Enchantment draws us into pursuit of a beloved – whether that beloved is another person or a fascinating subject or a vocation. And somewhere along the way, we discover that what we were pursuing wasn’t the real object of our chase, but rather something else. Or rather, Someone else. God. The living, eternal God. The One in whom we live and move and have our being. As Augustine prays to God in the beginning of his Confessions: “Our hearts are restless until they find their rest in Thee.”
Here’s the surprising thing: the discovery that God is the true Object of our pursuit doesn’t lessen the love we had for the original object, but rather it enriches it. We can stop begging for our beloved persons or objects or pursuits to complete us. We find our completeness from God, and we are freed to enjoy everything else as good gifts from the God we call Father.
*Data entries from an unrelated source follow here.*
/// Owns the cpal input stream for its lifetime; parks until stopped.
fn capture_thread(
    ready_tx: Sender<Result<u32, AudioError>>,
    stop_rx: Receiver<()>,
    raw_tx: SyncSender<AudioFrame>,
) {
    let host = cpal::default_host();
    let device = match host.default_input_device() {
        Some(device) => device,
        None => {
            let _ = ready_tx.send(Err(AudioError::ConfigurationFailed(
                "no input device".to_string(),
            )));
            return;
        }
    };
    log::info!("using input device: {}", device.name().unwrap_or_default());

    let supported = match device.default_input_config() {
        Ok(config) => config,
        Err(err) => {
            let _ = ready_tx.send(Err(AudioError::ConfigurationFailed(err.to_string())));
            return;
        }
    };
    let sample_rate = supported.sample_rate().0;
    let channels = supported.channels() as usize;
    log::info!(
        "capture config: {} channel(s) at {}Hz (target: mono {}Hz)",
        channels,
        sample_rate,
        TARGET_SAMPLE_RATE_HZ
    );

    let config: cpal::StreamConfig = supported.config();
    let err_fn = |err| log::error!("capture stream error: {err}");

    let stream = match supported.sample_format() {
        cpal::SampleFormat::F32 => {
            let tx = raw_tx.clone();
            device.build_input_stream(
                &config,
                move |data: &[f32], _: &cpal::InputCallbackInfo| {
                    let mono = extract_voice_channel(data, channels);
                    push_frame(AudioFrame::mono(mono, sample_rate), &tx);
                },
                err_fn,
                None,
            )
        }
        cpal::SampleFormat::I16 => {
            let tx = raw_tx.clone();
            device.build_input_stream(
                &config,
                move |data: &[i16], _: &cpal::InputCallbackInfo| {
                    let mono: Vec<f32> = data
                        .iter()
                        .step_by(channels.max(1))
                        .map(|&s| (s as f32 / i16::MAX as f32).clamp(-1.0, 1.0))
                        .collect();
                    push_frame(AudioFrame::mono(mono, sample_rate), &tx);
                },
                err_fn,
                None,
            )
        }
        other => {
            let _ = ready_tx.send(Err(AudioError::ConfigurationFailed(format!(
                "unsupported capture sample format {other:?}"
            ))));
            return;
        }
    };

    let stream = match stream {
        Ok(stream) => stream,
        Err(err) => {
            let _ = ready_tx.send(Err(AudioError::ConfigurationFailed(err.to_string())));
            return;
        }
    };
    if let Err(err) = stream.play() {
        let _ = ready_tx.send(Err(AudioError::ConfigurationFailed(err.to_string())));
        return;
    }

    let _ = ready_tx.send(Ok(sample_rate));

    // Park here holding the stream; recv returns on stop or pipeline drop.
    let _ = stop_rx.recv();
    drop(stream);
    log::debug!("capture stream released");
}

/// Bounded send with backpressure - drop the frame if the consumer stalls,
/// never block the audio callback.
fn push_frame(frame: AudioFrame, tx: &SyncSender<AudioFrame>) {
    match tx.try_send(frame) {
        Ok(()) => {}
        Err(TrySendError::Full(_)) => {
            CAPTURE_DROP_COUNT.fetch_add(1, Ordering::Relaxed);
            // Rate-limit drop logs to avoid log storms when the consumer stalls.
            const DROP_LOG_INTERVAL_MS: u64 = 2000;
            let now_ms = std::time::SystemTime::now()
                .duration_since(std::time::UNIX_EPOCH)
                .map(|d| d.as_millis() as u64)
                .unwrap_or(0);
            let last_ms = LAST_DROP_LOG_MS.load(Ordering::Relaxed);
            if now_ms.saturating_sub(last_ms) >= DROP_LOG_INTERVAL_MS {
                LAST_DROP_LOG_MS.store(now_ms, Ordering::Relaxed);
                log::warn!(
                    "capture queue full, dropping frames (total drops: {})",
                    CAPTURE_DROP_COUNT.load(Ordering::Relaxed)
                );
            }
        }
        Err(TrySendError::Disconnected(_)) => {
            log::debug!("capture channel disconnected");
        }
    }
}

/// Resample, quantize, meter, emit. Runs until the capture side hangs up.
fn processing_thread(
    raw_rx: Receiver<AudioFrame>,
    mut resampler: Option<StreamResampler>,
    level: SharedLevel,
    mut on_frame: Box<dyn FnMut(Vec<u8>) + Send>,
) {
    let mut meter = LevelMeter::new();
    while let Ok(frame) = raw_rx.recv() {
        let processed = match resampler.as_mut() {
            Some(resampler) => resampler.process(&frame.samples),
            None => frame.samples,
        };
        if processed.is_empty() {
            continue;
        }
        level.store(meter.process(&processed));
        on_frame(quantize_pcm16(&processed));
    }
    log::debug!("capture processing thread exiting");
}

/// Keep channel 0 only. On multi-channel voice-processing taps the first
/// channel carries the processed voice signal; the rest are reference feeds,
/// and averaging them in corrupts the speech.
pub fn extract_voice_channel(data: &[f32], channels: usize) -> Vec<f32> {
    if channels <= 1 {
        return data.to_vec();
    }
    data.iter().step_by(channels).copied().collect()
}

/// Quantize f32 samples to little-endian i16 bytes with hard clipping.
pub fn quantize_pcm16(samples: &[f32]) -> Vec<u8> {
    let mut bytes = Vec::with_capacity(samples.len() * 2);
    for &sample in samples {
        let value = (sample * i16::MAX as f32).clamp(i16::MIN as f32, i16::MAX as f32) as i16;
        bytes.extend_from_slice(&value.to_le_bytes());
    }
    bytes
}

/// Decode little-endian i16 bytes to f32 samples in [-1, 1].
pub fn pcm16_to_f32(bytes: &[u8]) -> Vec<f32> {
    bytes
        .chunks_exact(2)
        .map(|chunk| {
            let value = i16::from_le_bytes([chunk[0], chunk[1]]);
            (value as f32 / i16::MAX as f32).clamp(-1.0, 1.0)
        })
        .collect()
}

/// Resampler that persists across calls to avoid re-allocating sinc tables.
/// Buffers input internally to feed the fixed chunk size.
pub struct StreamResampler {
    resampler: rubato::SincFixedIn<f32>,
    chunk_size: usize,
    buffer: Vec<f32>,
}

impl StreamResampler {
    pub fn new(source_rate: u32, target_rate: u32, chunk_size: usize) -> Result<Self, String> {
        use rubato::{
            SincFixedIn, SincInterpolationParameters, SincInterpolationType, WindowFunction,
        };

        let params = SincInterpolationParameters {
            sinc_len: 256,
            f_cutoff: 0.95,
            interpolation: SincInterpolationType::Linear,
            oversampling_factor: 256,
            window: WindowFunction::BlackmanHarris2,
        };

        let resampler = SincFixedIn::<f32>::new(
            target_rate as f64 / source_rate as f64,
            2.0,
            params,
            chunk_size,
            1,
        )
        .map_err(|e| format!("resampler init failed: {e:?}"))?;

        Ok(Self {
            resampler,
            chunk_size,
            buffer: Vec::new(),
        })
    }

    pub fn process(&mut self, samples: &[f32]) -> Vec<f32> {
        use rubato::Resampler;

        self.buffer.extend_from_slice(samples);

        let mut output = Vec::new();
        while self.buffer.len() >= self.chunk_size {
            let chunk: Vec<f32> = self.buffer.drain(..self.chunk_size).collect();
            let input = vec![chunk];
            match self.resampler.process(&input, None) {
                Ok(result) => {
                    if let Some(channel) = result.into_iter().next() {
                        output.extend(channel);
                    }
                }
                Err(err) => {
                    log::warn!("resampler process error: {err:?}");
                }
            }
        }
        output
    }
}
For it seems to be the way of enchantment, when rightly oriented, to expand our horizons, to help us see that the world is full of enchantment, for the world is full of invitation to pursue The One, the Craftsman whose fingerprints are left all over creation, the Poet who spoke the world into existence, the Beloved who gave us the love letter we call The Bible so that we might know Him in truth.
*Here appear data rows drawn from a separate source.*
fn emit_state(state: &Arc<Mutex<SessionState>>, sink: &dyn SessionEventSink, next: SessionState) {
    let applied = {
        let mut guard = state.lock();
        let applied = guard.apply(next);
        if applied == *guard {
            return;
        }
        *guard = applied;
        applied
    };
    sink.on_event(SessionEvent::StateChanged { state: applied });
}

fn begin_capture(
    pipeline: &mut AudioPipeline,
    frame_tx: &mpsc::UnboundedSender<Vec<u8>>,
) -> Result<(), AudioError> {
    let tx = frame_tx.clone();
    pipeline.start_capture(move |frame| {
        let _ = tx.send(frame);
    })
}

struct SessionRuntime {
    options: SessionOptions,
    client: RealtimeClient,
    pipeline: AudioPipeline,
    agent: Option<Arc<dyn InterviewAgent>>,
    sink: Arc<dyn SessionEventSink>,
    state: Arc<Mutex<SessionState>>,
    transcript: Arc<Mutex<Transcript>>,
    mute: MuteGate,
    clock: ElapsedClock,
    closing_detected: bool,
    notes: String,
    phase: Option<String>,
    next_question: Option<String>,
    updating: bool,
    frame_tx: mpsc::UnboundedSender<Vec<u8>>,
    frame_rx: mpsc::UnboundedReceiver<Vec<u8>>,
    signal_rx: mpsc::UnboundedReceiver<TransportSignal>,
    command_rx: mpsc::UnboundedReceiver<SessionCommand>,
    agent_tx: mpsc::UnboundedSender<Result<AgentUpdate, AgentError>>,
    agent_rx: mpsc::UnboundedReceiver<Result<AgentUpdate, AgentError>>,
}

impl SessionRuntime {
    async fn run(mut self) {
        let mut update_tick = tokio::time::interval(self.options.update_interval);
        update_tick.set_missed_tick_behavior(tokio::time::MissedTickBehavior::Skip);

        loop {
            tokio::select! {
                command = self.command_rx.recv() => match command {
                    Some(SessionCommand::Pause) => self.pause(),
                    Some(SessionCommand::Resume) => self.resume(),
                    Some(SessionCommand::End) | None => {
                        self.shutdown(EndReason::Requested).await;
                        break;
                    }
                },
                Some(frame) = self.frame_rx.recv() => self.forward_frame(frame),
                signal = self.signal_rx.recv() => match signal {
                    Some(TransportSignal::Event(event)) => {
                        if self.handle_server_event(event).await {
                            break;
                        }
                    }
                    Some(TransportSignal::Closed) | None => {
                        self.handle_transport_closed().await;
                        break;
                    }
                },
                _ = update_tick.tick() => self.maybe_begin_update(),
                Some(result) = self.agent_rx.recv() => self.apply_agent_result(result),
            }
        }
        // Breaking out drops the interval with everything else: no timer
        // fires against a torn-down session.
    }

    fn set_state(&self, next: SessionState) {
        emit_state(&self.state, self.sink.as_ref(), next);
    }

    fn current_state(&self) -> SessionState {
        *self.state.lock()
    }

    /// Gate one captured frame on the derived mute state. Muted frames are
    /// dropped, never buffered.
    fn forward_frame(&mut self, frame: Vec<u8>) {
        if self.current_state() != SessionState::Active {
            return;
        }
        if self.mute.is_muted(Instant::now()) {
            return;
        }
        if let Err(err) = self.client.send_audio(&frame) {
            log::debug!("dropping captured frame: {err}");
        }
    }

    /// Returns true when the session ended and the loop should exit.
    async fn handle_server_event(&mut self, event: ServerEvent) -> bool {
        match event {
            ServerEvent::AudioDelta { delta } => {
                let bytes = match decode_pcm16_base64(&delta) {
                    Ok(bytes) => bytes,
                    Err(err) => {
                        log::warn!("undecodable audio delta: {err}");
                        return false;
                    }
                };
                if self.mute.note_assistant_audio(Instant::now()) {
                    // New assistant turn: stale mic audio may still sit in
                    // the remote buffer from the tail of the previous mute
                    // window; clear it before it triggers a spurious turn.
                    if let Err(err) = self.client.clear_audio() {
                        log::debug!("clear_audio failed: {err}");
                    }
                }
                if let Err(err) = self.pipeline.playback(&bytes) {
                    log::warn!("playback failed: {err}");
                }
                false
            }
            ServerEvent::AudioDone | ServerEvent::ResponseDone => {
                self.mute.note_assistant_done();
                false
            }
            ServerEvent::AudioTranscriptDelta { delta } | ServerEvent::TextDelta { delta } => {
                let text = {
                    let mut transcript = self.transcript.lock();
                    transcript.append_delta(Speaker::Assistant, &delta);
                    transcript.open_text(Speaker::Assistant).unwrap_or_default()
                };
                self.sink.on_event(SessionEvent::UtteranceUpdated {
                    speaker: Speaker::Assistant,
                    text,
                });
                false
            }
            ServerEvent::AudioTranscriptDone { transcript }
            | ServerEvent::TextDone { text: transcript } => {
                self.finish_assistant_utterance(transcript).await
            }
            ServerEvent::InputTranscriptionCompleted { transcript } => {
                self.transcript.lock().finalize(Speaker::Human, &transcript);
                self.sink.on_event(SessionEvent::UtteranceFinalized {
                    speaker: Speaker::Human,
                    text: transcript,
                });
                false
            }
            ServerEvent::SpeechStarted => {
                log::debug!("speech started");
                false
            }
            ServerEvent::SpeechStopped => {
                log::debug!("speech stopped");
                false
            }
            ServerEvent::Error { error } => {
                // Post-handshake errors are advisory and do not close the
                // connection.
                self.sink.on_event(SessionEvent::AdvisoryError {
                    message: error.to_string(),
                });
                false
            }
            ServerEvent::RateLimitsUpdated { rate_limits } => {
                log::debug!("rate limits updated: {rate_limits}");
                false
            }
            other => {
                log::trace!("ignoring event: {other:?}");
                false
            }
        }
    }

    async fn finish_assistant_utterance(&mut self, text: String) -> bool {
        self.transcript.lock().finalize(Speaker::Assistant, &text);
        self.sink.on_event(SessionEvent::UtteranceFinalized {
            speaker: Speaker::Assistant,
            text: text.clone(),
        });
        if should_shutdown_on_final(&mut self.closing_detected, &text) {
            self.sink.on_event(SessionEvent::ClosingDetected);
            self.shutdown(EndReason::ClosingDetected).await;
            return true;
        }
        false
    }

    async fn handle_transport_closed(&mut self) {
        if self.closing_detected
            || matches!(
                self.current_state(),
                SessionState::Ending | SessionState::Ended
            )
        {
            // Intentional teardown; the close is expected and silent.
            return;
        }
        log::warn!("connection closed unexpectedly");
        self.sink.on_event(SessionEvent::AdvisoryError {
            message: "connection closed unexpectedly".to_string(),
        });
        self.pipeline.stop_capture();
        self.pipeline.stop_playback();
        self.client.disconnect().await;
        self.clock.pause(Instant::now());
        // Demoted, not Ended: the owner decides whether to retry.
        self.set_state(SessionState::Idle);
    }

    async fn shutdown(&mut self, reason: EndReason) {
        if self.current_state() == SessionState::Ended {
            return;
        }
        self.set_state(SessionState::Ending);
        self.pipeline.stop_capture();
        self.pipeline.stop_playback();
        self.client.disconnect().await;
        self.clock.pause(Instant::now());
        self.set_state(SessionState::Ended);
        log::info!("session ended ({reason:?})");
    }

    fn pause(&mut self) {
        if self.current_state() != SessionState::Active {
            return;
        }
        self.pipeline.stop_capture();
        self.clock.pause(Instant::now());
        self.set_state(SessionState::Paused);
    }

    fn resume(&mut self) {
        if self.current_state() != SessionState::Paused {
            return;
        }
        if let Err(err) = begin_capture(&mut self.pipeline, &self.frame_tx) {
            log::error!("failed to restart capture: {err}");
            self.sink.on_event(SessionEvent::AdvisoryError {
                message: format!("resume failed: {err}"),
            });
            return;
        }
        self.clock.resume(Instant::now());
        self.set_state(SessionState::Active);
    }

    /// Kick off one agent call if none is in flight. The call runs on its
    /// own task; results come back through the agent channel so the audio
    /// paths never wait on it.
    fn maybe_begin_update(&mut self) {
        if self.current_state() != SessionState::Active || self.updating {
            return;
        }
        let Some(agent) = self.agent.clone() else {
            return;
        };
        let transcript = {
            let transcript = self.transcript.lock();
            if transcript.is_empty() {
                return;
            }
            transcript.rendered()
        };
        let context = AgentContext {
            transcript,
            notes: self.notes.clone(),
            plan: self.options.plan.clone(),
            elapsed_secs: self.clock.elapsed(Instant::now()).as_secs(),
            target_secs: self.options.target_duration.as_secs(),
        };
        self.updating = true;
        let tx = self.agent_tx.clone();
        tokio::spawn(async move {
            let _ = tx.send(agent.refine(context).await);
        });
    }

    fn apply_agent_result(&mut self, result: Result<AgentUpdate, AgentError>) {
        self.updating = false;
        match result {
            Ok(update) => {
                self.notes = update.notes;
                self.next_question = update.next_question;
                if let Some(question) = &self.next_question {
                    log::debug!("suggested next question: {question}");
                }
                if let Some(phase) = update.phase {
                    if self.phase.as_deref() != Some(phase.as_str()) {
                        self.sink.on_event(SessionEvent::PhaseChanged {
                            phase: phase.clone(),
                        });
                    }
                    self.phase = Some(phase);
                }
                if let Some(instructions) = update.instructions {
                    if let Err(err) = self.client.update_instructions(&instructions) {
                        log::warn!("failed to push revised instructions: {err}");
                    }
                }
            }
            Err(err) => {
                // Absorbed: keep the prior instructions, never interrupt the
                // interview.
                log::warn!("periodic update failed, keeping prior instructions: {err}");
            }
        }
    }
}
I’ve encountered this experience of enchantment in many places: nature, the arts, study, athletics, just to name a few. And in all of them, I found that these things were but signposts on the pilgrimage to knowing God. Whenever I’ve tried to pursue enchantment for its own sake, just for the feeling, it slips through my fingers. But when I forget me, and pursue something for it’s own sake, then I find hints of God’s craftsmanship and design. And these hints draw me ever back to the disciplines of solitude, prayer, scripture study so that I might pursue God directly. And then in the pursuit I become more sensitized and aware of His fingerprints on creation, which leads me to hunger for more of Him.
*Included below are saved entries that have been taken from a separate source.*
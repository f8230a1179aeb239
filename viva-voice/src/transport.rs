// Viva - Realtime transport client
//
// Owns one bidirectional streaming connection to the conversational service.
// The connect handshake is two-step: wait for `session.created`, push the
// session configuration, wait for `session.updated`. Each wait suspends on a
// one-shot signal resolved by the receive loop. A single receive loop runs
// for the lifetime of the connection; outbound events go through a writer
// task so send operations never block the caller.

use futures_util::stream::{SplitSink, SplitStream};
use futures_util::{SinkExt, StreamExt};
use parking_lot::Mutex;
use std::sync::Arc;
use std::time::Duration;
use tokio::net::TcpStream;
use tokio::sync::{mpsc, oneshot};
use tokio::task::JoinHandle;
use tokio_tungstenite::tungstenite::client::IntoClientRequest;
use tokio_tungstenite::tungstenite::http::HeaderValue;
use tokio_tungstenite::tungstenite::Message;
use tokio_tungstenite::{connect_async, MaybeTlsStream, WebSocketStream};

use crate::protocol::{
    decode_inbound, encode_pcm16_base64, ApiErrorBody, ClientEvent, Inbound, ServerEvent,
    SessionConfig,
};

pub const DEFAULT_ENDPOINT: &str = "wss://api.openai.com/v1/realtime?model=gpt-realtime";

type WsSink = SplitSink<WebSocketStream<MaybeTlsStream<TcpStream>>, Message>;
type WsStream = SplitStream<WebSocketStream<MaybeTlsStream<TcpStream>>>;

#[derive(Debug, Clone, thiserror::Error)]
pub enum ProtocolError {
    #[error("not connected")]
    NotConnected,
    #[error("connection failed: {0}")]
    ConnectionFailed(String),
    #[error("invalid response: {0}")]
    InvalidResponse(String),
    #[error("api error: {0}")]
    Api(String),
    #[error("no credential available")]
    NoCredential,
}

/// Supplies the opaque bearer token for the service.
pub trait CredentialProvider: Send + Sync {
    fn bearer_token(&self) -> Option<String>;
}

/// Reads the token from an environment variable.
pub struct EnvCredentials {
    var: String,
}

impl EnvCredentials {
    pub fn new(var: impl Into<String>) -> Self {
        Self { var: var.into() }
    }
}

impl Default for EnvCredentials {
    fn default() -> Self {
        Self::new("VIVA_API_KEY")
    }
}

impl CredentialProvider for EnvCredentials {
    fn bearer_token(&self) -> Option<String> {
        std::env::var(&self.var)
            .ok()
            .filter(|token| !token.trim().is_empty())
    }
}

/// Receives decoded server events and the transport-level close.
pub trait RealtimeEventSink: Send + Sync {
    fn on_event(&self, event: ServerEvent);
    /// Called once when the connection closes from the server side or a
    /// receive error. Not called on an intentional `disconnect()`.
    fn on_closed(&self) {}
}

#[derive(Debug, Clone, Copy, PartialEq, Eq)]
pub enum ConnectionState {
    Disconnected,
    Connecting,
    AwaitingSessionCreated,
    ConfiguringSession,
    AwaitingSessionUpdated,
    Active,
    Closing,
    Closed,
}

#[derive(Debug, Clone)]
pub struct TransportConfig {
    pub endpoint: String,
    /// Cap on each handshake wait; a silent server fails `connect` instead
    /// of hanging it.
    pub handshake_timeout: Duration,
    /// Issue `response.create` right after the handshake so the assistant
    /// opens the conversation.
    pub initial_response: bool,
}

impl Default for TransportConfig {
    fn default() -> Self {
        Self {
            endpoint: DEFAULT_ENDPOINT.to_string(),
            handshake_timeout: Duration::from_secs(15),
            initial_response: true,
        }
    }
}

type HandshakeTx = oneshot::Sender<Result<(), ProtocolError>>;
type HandshakeRx = oneshot::Receiver<Result<(), ProtocolError>>;

/// One-shot signals the receive loop resolves during the handshake. At most
/// one of each kind is outstanding per connection.
#[derive(Default)]
struct PendingHandshake {
    created: Option<HandshakeTx>,
    updated: Option<HandshakeTx>,
}

impl PendingHandshake {
    fn any(&self) -> bool {
        self.created.is_some() || self.updated.is_some()
    }

    fn fail_all(&mut self, make_err: impl Fn() -> ProtocolError) {
        if let Some(tx) = self.created.take() {
            let _ = tx.send(Err(make_err()));
        }
        if let Some(tx) = self.updated.take() {
            let _ = tx.send(Err(make_err()));
        }
    }
}

pub struct RealtimeClient {
    config: TransportConfig,
    credentials: Arc<dyn CredentialProvider>,
    sink: Arc<dyn RealtimeEventSink>,
    state: Arc<Mutex<ConnectionState>>,
    pending: Arc<Mutex<PendingHandshake>>,
    session_config: Mutex<SessionConfig>,
    outbound: Mutex<Option<mpsc::UnboundedSender<Message>>>,
    recv_task: Mutex<Option<JoinHandle<()>>>,
    send_task: Mutex<Option<JoinHandle<()>>>,
}

impl RealtimeClient {
    pub fn new(
        config: TransportConfig,
        credentials: Arc<dyn CredentialProvider>,
        sink: Arc<dyn RealtimeEventSink>,
    ) -> Self {
        Self {
            config,
            credentials,
            sink,
            state: Arc::new(Mutex::new(ConnectionState::Disconnected)),
            pending: Arc::new(Mutex::new(PendingHandshake::default())),
            session_config: Mutex::new(SessionConfig::default()),
            outbound: Mutex::new(None),
            recv_task: Mutex::new(None),
            send_task: Mutex::new(None),
        }
    }

    pub fn state(&self) -> ConnectionState {
        *self.state.lock()
    }

    /// Open the socket and run the two-step handshake. Resolves once the
    /// session is configured and the connection is live.
    pub async fn connect(&self, instructions: &str, voice: &str) -> Result<(), ProtocolError> {
        let token = self
            .credentials
            .bearer_token()
            .ok_or(ProtocolError::NoCredential)?;
        self.begin_connecting()?;
        match self.connect_inner(token, instructions, voice).await {
            Ok(()) => Ok(()),
            Err(err) => {
                self.shutdown_io(ConnectionState::Disconnected).await;
                Err(err)
            }
        }
    }

    async fn connect_inner(
        &self,
        token: String,
        instructions: &str,
        voice: &str,
    ) -> Result<(), ProtocolError> {
        let mut request = self
            .config
            .endpoint
            .as_str()
            .into_client_request()
            .map_err(|e| {
                ProtocolError::ConnectionFailed(format!(
                    "bad endpoint {}: {e}",
                    self.config.endpoint
                ))
            })?;
        let auth = HeaderValue::from_str(&format!("Bearer {token}"))
            .map_err(|_| ProtocolError::NoCredential)?;
        let headers = request.headers_mut();
        headers.insert("Authorization", auth);
        headers.insert("OpenAI-Beta", HeaderValue::from_static("realtime=v1"));

        log::info!("connecting to {}", self.config.endpoint);
        let (socket, _response) = connect_async(request)
            .await
            .map_err(|e| ProtocolError::ConnectionFailed(e.to_string()))?;
        let (ws_tx, ws_rx) = socket.split();

        let (created_rx, updated_rx) = self.arm_handshake()?;

        let (out_tx, out_rx) = mpsc::unbounded_channel();
        *self.outbound.lock() = Some(out_tx);
        *self.send_task.lock() = Some(tokio::spawn(write_loop(ws_tx, out_rx)));
        *self.recv_task.lock() = Some(tokio::spawn(receive_loop(
            ws_rx,
            self.sink.clone(),
            self.state.clone(),
            self.pending.clone(),
        )));

        self.set_state(ConnectionState::AwaitingSessionCreated);
        self.await_handshake(created_rx, "session.created").await?;

        self.set_state(ConnectionState::ConfiguringSession);
        let session = {
            let mut config = self.session_config.lock();
            *config = SessionConfig {
                instructions: instructions.to_string(),
                voice: voice.to_string(),
                ..SessionConfig::default()
            };
            config.clone()
        };
        self.send_event(ClientEvent::SessionUpdate { session })?;

        self.set_state(ConnectionState::AwaitingSessionUpdated);
        self.await_handshake(updated_rx, "session.updated").await?;

        self.set_state(ConnectionState::Active);
        log::info!("session configured, connection active");
        if self.config.initial_response {
            self.send_event(ClientEvent::ResponseCreate { response: None })?;
        }
        Ok(())
    }

    fn begin_connecting(&self) -> Result<(), ProtocolError> {
        let mut state = self.state.lock();
        match *state {
            ConnectionState::Disconnected | ConnectionState::Closed => {
                *state = ConnectionState::Connecting;
                Ok(())
            }
            ConnectionState::Active | ConnectionState::Closing => Err(
                ProtocolError::ConnectionFailed("already connected".to_string()),
            ),
            _ => Err(ProtocolError::ConnectionFailed(
                "connect already in progress".to_string(),
            )),
        }
    }

    fn arm_handshake(&self) -> Result<(HandshakeRx, HandshakeRx), ProtocolError> {
        let mut pending = self.pending.lock();
        if pending.any() {
            // begin_connecting should make this unreachable
            return Err(ProtocolError::ConnectionFailed(
                "handshake already pending".to_string(),
            ));
        }
        let (created_tx, created_rx) = oneshot::channel();
        let (updated_tx, updated_rx) = oneshot::channel();
        pending.created = Some(created_tx);
        pending.updated = Some(updated_tx);
        Ok((created_rx, updated_rx))
    }

    async fn await_handshake(&self, rx: HandshakeRx, what: &str) -> Result<(), ProtocolError> {
        match tokio::time::timeout(self.config.handshake_timeout, rx).await {
            Err(_) => Err(ProtocolError::ConnectionFailed(format!(
                "timed out waiting for {what}"
            ))),
            Ok(Err(_)) => Err(ProtocolError::ConnectionFailed(format!(
                "connection closed before {what}"
            ))),
            Ok(Ok(result)) => result,
        }
    }

    fn set_state(&self, next: ConnectionState) {
        *self.state.lock() = next;
    }

    /// Forward PCM16 mono bytes as a base64 append event.
    pub fn send_audio(&self, pcm16: &[u8]) -> Result<(), ProtocolError> {
        self.ensure_active()?;
        self.send_event(ClientEvent::InputAudioAppend {
            audio: encode_pcm16_base64(pcm16),
        })
    }

    pub fn commit_audio(&self) -> Result<(), ProtocolError> {
        self.ensure_active()?;
        self.send_event(ClientEvent::InputAudioCommit)
    }

    /// Ask the service to discard captured audio still sitting in its buffer.
    pub fn clear_audio(&self) -> Result<(), ProtocolError> {
        self.ensure_active()?;
        self.send_event(ClientEvent::InputAudioClear)
    }

    /// Push revised instructions by re-sending the full session configuration.
    pub fn update_instructions(&self, instructions: &str) -> Result<(), ProtocolError> {
        self.ensure_active()?;
        let session = {
            let mut config = self.session_config.lock();
            config.instructions = instructions.to_string();
            config.clone()
        };
        self.send_event(ClientEvent::SessionUpdate { session })
    }

    pub fn trigger_response(&self) -> Result<(), ProtocolError> {
        self.ensure_active()?;
        self.send_event(ClientEvent::ResponseCreate { response: None })
    }

    pub fn cancel_response(&self) -> Result<(), ProtocolError> {
        self.ensure_active()?;
        self.send_event(ClientEvent::ResponseCancel)
    }

    pub fn create_item(&self, item: serde_json::Value) -> Result<(), ProtocolError> {
        self.ensure_active()?;
        self.send_event(ClientEvent::ConversationItemCreate { item })
    }

    fn ensure_active(&self) -> Result<(), ProtocolError> {
        if *self.state.lock() == ConnectionState::Active {
            Ok(())
        } else {
            Err(ProtocolError::NotConnected)
        }
    }

    fn send_event(&self, event: ClientEvent) -> Result<(), ProtocolError> {
        let text = serde_json::to_string(&event)
            .map_err(|e| ProtocolError::InvalidResponse(e.to_string()))?;
        let guard = self.outbound.lock();
        let tx = guard.as_ref().ok_or(ProtocolError::NotConnected)?;
        tx.send(Message::Text(text))
            .map_err(|_| ProtocolError::NotConnected)
    }

    /// Cancel the receive loop and close the socket. Idempotent.
    pub async fn disconnect(&self) {
        self.shutdown_io(ConnectionState::Closed).await;
    }

    async fn shutdown_io(&self, final_state: ConnectionState) {
        {
            let mut state = self.state.lock();
            if !matches!(
                *state,
                ConnectionState::Disconnected | ConnectionState::Closed
            ) {
                *state = ConnectionState::Closing;
            }
        }

        // Dropping the outbound sender ends the writer, which sends the
        // close frame on its way out.
        self.outbound.lock().take();
        if let Some(task) = self.recv_task.lock().take() {
            task.abort();
        }
        let send_task = self.send_task.lock().take();
        if let Some(task) = send_task {
            let _ = tokio::time::timeout(Duration::from_millis(200), task).await;
        }

        self.pending
            .lock()
            .fail_all(|| ProtocolError::ConnectionFailed("disconnected".to_string()));
        *self.state.lock() = final_state;
        log::info!("transport disconnected");
    }
}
So I’m going to explore this experience of enchantment. I have pages and pages of notes as I’ve been thinking about it this past year – where I’ve encountered enchantment and what it means. We’ll go from the starry night sky to the streets of Jerusalem.
But I need your help.
Does my description hit home for you? Have you ever experienced anything like what I’m talking about? What questions does it stir in you. What are your comments? Your ideas? Your observations? Please join the conversation and share your insight and understanding. Thanks so much.
Russell
Russel: It was good to read your reflections on enchantment. I think that the human spirit has a natural yearning to be part of something bigger than themselves. We see it manifested in small things like belonging to a team or singing in a chorus and professional aspirations that sometimes demand great sacrifice. Too often “our gods are too small,” and we suffer great disappointment, sometimes depression, and despair. At its best, our churches can enable people to connect with the unfolding of the universe, but we often are tempted by commercialism and fail at the test.
I’ll send you to a link that I recently created in how to use writing to enable ourselves and others to explore the greater dimensions of our lives. https://book.designrr.co/?id=13578&token=60746334
Be interested in hearing how you proceed..
Steve McCutchan
Thanks so much, Steve. Great to hear from you. I think you’re on to something with the understanding that we yearn to be part of something bigger – a bigger community, a bigger family. Glad to have you along for the conversation.
Thanks for sharing Russell. So often life gets in the way of noticing enchantment all around us. Several of my friends my age have died, which was a wake up call. So I took an early retirement and have enjoyed savouring those fingerprints of our creator all around us! 😀🌳
What a blessing to take that time to savor and enjoy! Thanks for commenting!
You are most welcome!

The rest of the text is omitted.